• **Task goal**
Transcribe, verbatim, every line from the start of the entries through the line that contains "pub fn commit(&mut"; include both boundary lines and omit all others.

Data provided Block Start

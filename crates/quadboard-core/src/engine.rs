//! Canvas engine: wires input to the view and session state and drives the
//! host's renderers over the current items.

use crate::axis::{AxisOverlay, AxisStyle};
use crate::config::{CanvasConfig, ConfigError};
use crate::input::{Gesture, InputState, PointerEvent};
use crate::interaction::{EditSession, GestureTarget, InteractionState, SessionOutcome, Transition};
use crate::item::{Extension, Item};
use crate::mapper::{ViewTransform, viewport_from_screen, world_from_screen};
use crate::store::{Dispatcher, ItemCollection, ItemCommand};
use crate::viewport::{ViewportController, WheelDirection};
use kurbo::{Point, Size};
use std::fmt;

/// Renders one item. Called once per item per render pass.
pub trait ItemRenderer<E: Extension> {
    type Output;

    fn render_item(&mut self, item: &Item<E>, dispatch: &mut Dispatcher<E>) -> Self::Output;
}

impl<E, F, R> ItemRenderer<E> for F
where
    E: Extension,
    F: FnMut(&Item<E>, &mut Dispatcher<E>) -> R,
{
    type Output = R;

    fn render_item(&mut self, item: &Item<E>, dispatch: &mut Dispatcher<E>) -> R {
        self(item, dispatch)
    }
}

/// Renders the edit form for the open session. Only called while editing.
pub trait EditSessionRenderer<E: Extension> {
    type Output;

    fn render_edit_session(
        &mut self,
        session: &EditSession,
        control: &mut SessionControl,
        dispatch: &mut Dispatcher<E>,
    ) -> Self::Output;
}

impl<E, F, R> EditSessionRenderer<E> for F
where
    E: Extension,
    F: FnMut(&EditSession, &mut SessionControl, &mut Dispatcher<E>) -> R,
{
    type Output = R;

    fn render_edit_session(
        &mut self,
        session: &EditSession,
        control: &mut SessionControl,
        dispatch: &mut Dispatcher<E>,
    ) -> R {
        self(session, control, dispatch)
    }
}

/// Lets the edit-session renderer close its own session.
///
/// The request takes effect after the render pass, once the commands
/// dispatched in the same pass have been applied.
#[derive(Debug, Default)]
pub struct SessionControl {
    request: Option<SessionOutcome>,
}

impl SessionControl {
    /// Close the session after committing its result.
    pub fn commit(&mut self) {
        self.request = Some(SessionOutcome::Committed);
    }

    /// Close the session without a result.
    pub fn cancel(&mut self) {
        self.request = Some(SessionOutcome::Cancelled);
    }

    /// The close requested during this pass, if any.
    pub fn requested(&self) -> Option<SessionOutcome> {
        self.request
    }
}

/// Output of one render pass.
#[derive(Debug, Clone, PartialEq)]
pub struct Frame<I, S> {
    pub axes: AxisOverlay,
    /// One entry per item, in collection order.
    pub items: Vec<I>,
    /// Present only while a session is open.
    pub edit_session: Option<S>,
}

/// Observer fired when a double activation opens a session.
pub type SessionObserver = Box<dyn FnMut(&EditSession)>;

/// The interactive canvas: view transform, session state and items.
pub struct CanvasEngine<E: Extension = ()> {
    viewport_size: Size,
    viewport_origin: Point,
    view: ViewTransform,
    controller: ViewportController,
    interaction: InteractionState,
    input: InputState,
    items: ItemCollection<E>,
    axis_style: AxisStyle,
    on_double_activation: Option<SessionObserver>,
}

impl<E: Extension> fmt::Debug for CanvasEngine<E> {
    fn fmt(&self, f: &mut fmt::Formatter<'_>) -> fmt::Result {
        f.debug_struct("CanvasEngine")
            .field("viewport_size", &self.viewport_size)
            .field("view", &self.view)
            .field("interaction", &self.interaction)
            .field("items", &self.items.len())
            .finish_non_exhaustive()
    }
}

impl<E: Extension> CanvasEngine<E> {
    /// Create an engine from a validated configuration.
    pub fn new(config: CanvasConfig<E>) -> Result<Self, ConfigError> {
        config.validate()?;
        let view = config.initial_view();
        let controller = config.controller()?;
        let input = InputState::new(config.click_settings());
        let items = ItemCollection::from_items(config.initial_items)?;
        log::debug!(
            "Canvas created: {}x{}, {} items",
            config.width,
            config.height,
            items.len()
        );
        Ok(Self {
            viewport_size: Size::new(config.width, config.height),
            viewport_origin: config.viewport_origin,
            view,
            controller,
            interaction: InteractionState::Idle,
            input,
            items,
            axis_style: config.axis,
            on_double_activation: None,
        })
    }

    /// Register the observer fired whenever a session opens.
    pub fn set_double_activation_observer(&mut self, observer: impl FnMut(&EditSession) + 'static) {
        self.on_double_activation = Some(Box::new(observer));
    }

    /// Current view transform.
    pub fn view(&self) -> &ViewTransform {
        &self.view
    }

    pub fn viewport_size(&self) -> Size {
        self.viewport_size
    }

    /// Change the viewport size. The view itself does not move.
    pub fn resize(&mut self, size: Size) {
        if size.width > 0.0 && size.height > 0.0 {
            self.viewport_size = size;
        } else {
            log::debug!("Ignoring resize to {:?}", size);
        }
    }

    /// Move the canvas on the host surface.
    pub fn set_viewport_origin(&mut self, origin: Point) {
        self.viewport_origin = origin;
    }

    /// Current item snapshot.
    pub fn items(&self) -> &ItemCollection<E> {
        &self.items
    }

    pub fn interaction(&self) -> &InteractionState {
        &self.interaction
    }

    /// The open edit session, if any.
    pub fn session(&self) -> Option<&EditSession> {
        self.interaction.session()
    }

    pub fn axis_style(&self) -> &AxisStyle {
        &self.axis_style
    }

    /// World point under a screen-space position.
    pub fn world_at(&self, screen: Point) -> Point {
        world_from_screen(&self.view, viewport_from_screen(self.viewport_origin, screen))
    }

    /// Feed a raw pointer event, applying every gesture it completes.
    pub fn handle_pointer_event(&mut self, event: PointerEvent) {
        for gesture in self.input.handle_pointer_event(event) {
            self.apply_gesture(gesture);
        }
    }

    /// Apply an already recognized gesture. Positions are in screen space.
    pub fn apply_gesture(&mut self, gesture: Gesture) {
        match gesture {
            Gesture::Wheel { position, delta_y } => {
                let pointer = position.map(|p| viewport_from_screen(self.viewport_origin, p));
                self.controller
                    .zoom_at(&mut self.view, pointer, WheelDirection::from_delta_y(delta_y));
            }
            Gesture::Pan { delta } => {
                self.controller.pan_by(&mut self.view, delta);
            }
            Gesture::DoubleActivation { position, target } => {
                self.double_activate(position, &target);
            }
        }
    }

    /// Double activation at a screen-space position.
    pub fn double_activate(&mut self, position: Option<Point>, target: &GestureTarget) -> Transition {
        let pointer = position.map(|p| viewport_from_screen(self.viewport_origin, p));
        let transition = self.interaction.double_activate(&self.view, pointer, target);
        match &transition {
            Transition::Opened(session) => {
                log::debug!(
                    "Edit session opened at viewport {:?}, world {:?}",
                    session.viewport_point(),
                    session.world_point()
                );
                if let Some(observer) = self.on_double_activation.as_mut() {
                    observer(session);
                }
            }
            Transition::Ignored(reason) => {
                log::debug!("Double activation ignored: {:?}", reason);
            }
            Transition::Closed { .. } => {}
        }
        transition
    }

    /// Close the open session after the host committed its result.
    pub fn commit_session(&mut self) -> Transition {
        self.close_session(SessionOutcome::Committed)
    }

    /// Close the open session without a result.
    pub fn cancel_session(&mut self) -> Transition {
        self.close_session(SessionOutcome::Cancelled)
    }

    /// Close the open session with `outcome`.
    pub fn close_session(&mut self, outcome: SessionOutcome) -> Transition {
        let transition = self.interaction.close(outcome);
        if let Transition::Closed { session, outcome } = &transition {
            log::debug!("Edit session {:?} at world {:?}", outcome, session.world_point());
        }
        transition
    }

    /// Apply a command to the items immediately.
    pub fn dispatch(&mut self, command: ItemCommand<E>) {
        self.items = self.items.reduce(command);
    }

    /// Run one render pass.
    ///
    /// Renderers see the snapshot taken at the start of the pass. Commands they
    /// dispatch are applied in order when the pass ends, then any session close
    /// requested through [`SessionControl`].
    pub fn render<R, S>(
        &mut self,
        item_renderer: &mut R,
        session_renderer: &mut S,
    ) -> Frame<R::Output, S::Output>
    where
        R: ItemRenderer<E>,
        S: EditSessionRenderer<E>,
    {
        let snapshot = self.items.clone();
        let axes = AxisOverlay::new(&self.view, self.viewport_size);
        let mut dispatcher = Dispatcher::new();

        let items = snapshot
            .iter()
            .map(|item| item_renderer.render_item(item, &mut dispatcher))
            .collect();

        let mut control = SessionControl::default();
        let edit_session = self
            .interaction
            .session()
            .copied()
            .map(|session| session_renderer.render_edit_session(&session, &mut control, &mut dispatcher));

        if !dispatcher.is_empty() {
            log::trace!("Applying {} commands from render pass", dispatcher.len());
            self.items = dispatcher.flush(&self.items);
        }
        if let Some(outcome) = control.requested() {
            self.close_session(outcome);
        }

        Frame {
            axes,
            items,
            edit_session,
        }
    }
}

Data provided Block End

• **Solution for this task**
filename crates/quadboard-core/src/engine.rs
//! Canvas engine: wires input to the view and session state and drives the
//! host's renderers over the current items.

use crate::axis::{AxisOverlay, AxisStyle};
use crate::config::{CanvasConfig, ConfigError};
use crate::input::{Gesture, InputState, PointerEvent};
use crate::interaction::{EditSession, GestureTarget, InteractionState, SessionOutcome, Transition};
use crate::item::{Extension, Item};
use crate::mapper::{ViewTransform, viewport_from_screen, world_from_screen};
use crate::store::{Dispatcher, ItemCollection, ItemCommand};
use crate::viewport::{ViewportController, WheelDirection};
use kurbo::{Point, Size};
use std::fmt;

/// Renders one item. Called once per item per render pass.
pub trait ItemRenderer<E: Extension> {
    type Output;

    fn render_item(&mut self, item: &Item<E>, dispatch: &mut Dispatcher<E>) -> Self::Output;
}

impl<E, F, R> ItemRenderer<E> for F
where
    E: Extension,
    F: FnMut(&Item<E>, &mut Dispatcher<E>) -> R,
{
    type Output = R;

    fn render_item(&mut self, item: &Item<E>, dispatch: &mut Dispatcher<E>) -> R {
        self(item, dispatch)
    }
}

/// Renders the edit form for the open session. Only called while editing.
pub trait EditSessionRenderer<E: Extension> {
    type Output;

    fn render_edit_session(
        &mut self,
        session: &EditSession,
        control: &mut SessionControl,
        dispatch: &mut Dispatcher<E>,
    ) -> Self::Output;
}

impl<E, F, R> EditSessionRenderer<E> for F
where
    E: Extension,
    F: FnMut(&EditSession, &mut SessionControl, &mut Dispatcher<E>) -> R,
{
    type Output = R;

    fn render_edit_session(
        &mut self,
        session: &EditSession,
        control: &mut SessionControl,
        dispatch: &mut Dispatcher<E>,
    ) -> R {
        self(session, control, dispatch)
    }
}

/// Lets the edit-session renderer close its own session.
///
/// The request takes effect after the render pass, once the commands
/// dispatched in the same pass have been applied.
#[derive(Debug, Default)]
pub struct SessionControl {
    request: Option<SessionOutcome>,
}

impl SessionControl {
    /// Close the session after committing its result.
    pub fn commit(&mut self) {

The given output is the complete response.